Records shown:
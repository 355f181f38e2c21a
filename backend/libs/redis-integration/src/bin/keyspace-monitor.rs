//! Logs keyspace events for one database and keeps a script directory loaded
//!
//! Run with: cargo run --bin keyspace-monitor
//!
//! Configured through REDIS_HOST, REDIS_PORT, REDIS_DB, SCRIPT_DIR,
//! SCRIPT_PATTERN and NOTIFY_KEYSPACE_EVENTS (a `.env` file is honoured).

use anyhow::{Context, Result};
use redis_integration::{IntegrationConfig, KeyspaceEvent, RedisIntegration, UserContext};
use std::sync::Arc;
use tracing::info;
use tracing_subscriber::{fmt, layer::SubscriberExt, util::SubscriberInitExt, EnvFilter};

struct MonitorContext {
    instance: String,
}

fn log_event(event: &KeyspaceEvent, ctx: Option<&UserContext>) {
    let instance = ctx
        .and_then(|c| c.downcast_ref::<MonitorContext>())
        .map(|c| c.instance.as_str())
        .unwrap_or("-");

    info!(
        instance = %instance,
        kind = %event.kind,
        db = ?event.database,
        key = ?event.key,
        event = ?event.event,
        "Keyspace event"
    );
}

#[tokio::main(flavor = "current_thread")]
async fn main() -> Result<()> {
    dotenvy::dotenv().ok();

    tracing_subscriber::registry()
        .with(EnvFilter::try_from_default_env().unwrap_or_else(|_| EnvFilter::new("info")))
        .with(fmt::layer())
        .init();

    let config = IntegrationConfig::from_env().context("failed to load configuration")?;
    let database = u32::try_from(config.store.database).context("REDIS_DB must be non-negative")?;

    let mut redis = RedisIntegration::new(config.store.clone());
    redis.connect().context("failed to connect to Redis")?;

    if let Some(dir) = &config.script_dir {
        let loaded = redis.load_script_dir(dir, &config.script_pattern);
        info!(dir = %dir, loaded, "Scripts loaded");
        for (script, sha) in redis.all_scripts() {
            info!(script = %script, sha = %sha, "Script available");
        }
    }

    redis.set_user_context(MonitorContext {
        instance: config.store.addr_label(),
    });
    redis.register_callback("event", database, "*", Arc::new(log_event));

    let shutdown = redis.shutdown_handle();
    tokio::spawn(async move {
        if tokio::signal::ctrl_c().await.is_ok() {
            shutdown.shutdown();
        }
    });

    redis
        .run(&config.notify_keyspace_events)
        .await
        .context("notification loop failed")?;

    let stats = redis.stats();
    info!(
        received = stats.events_received,
        dispatched = stats.events_dispatched,
        "Keyspace monitor stopped"
    );
    Ok(())
}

Directions: Lines that contain "EnvFilter" should be pulled from the entries above and reported.

Solution to this exercise:
use tracing_subscriber::{fmt, layer::SubscriberExt, util::SubscriberInitExt, EnvFilter};
        .with(EnvFilter::try_from_default_env().unwrap_or_else(|_| EnvFilter::new("info")))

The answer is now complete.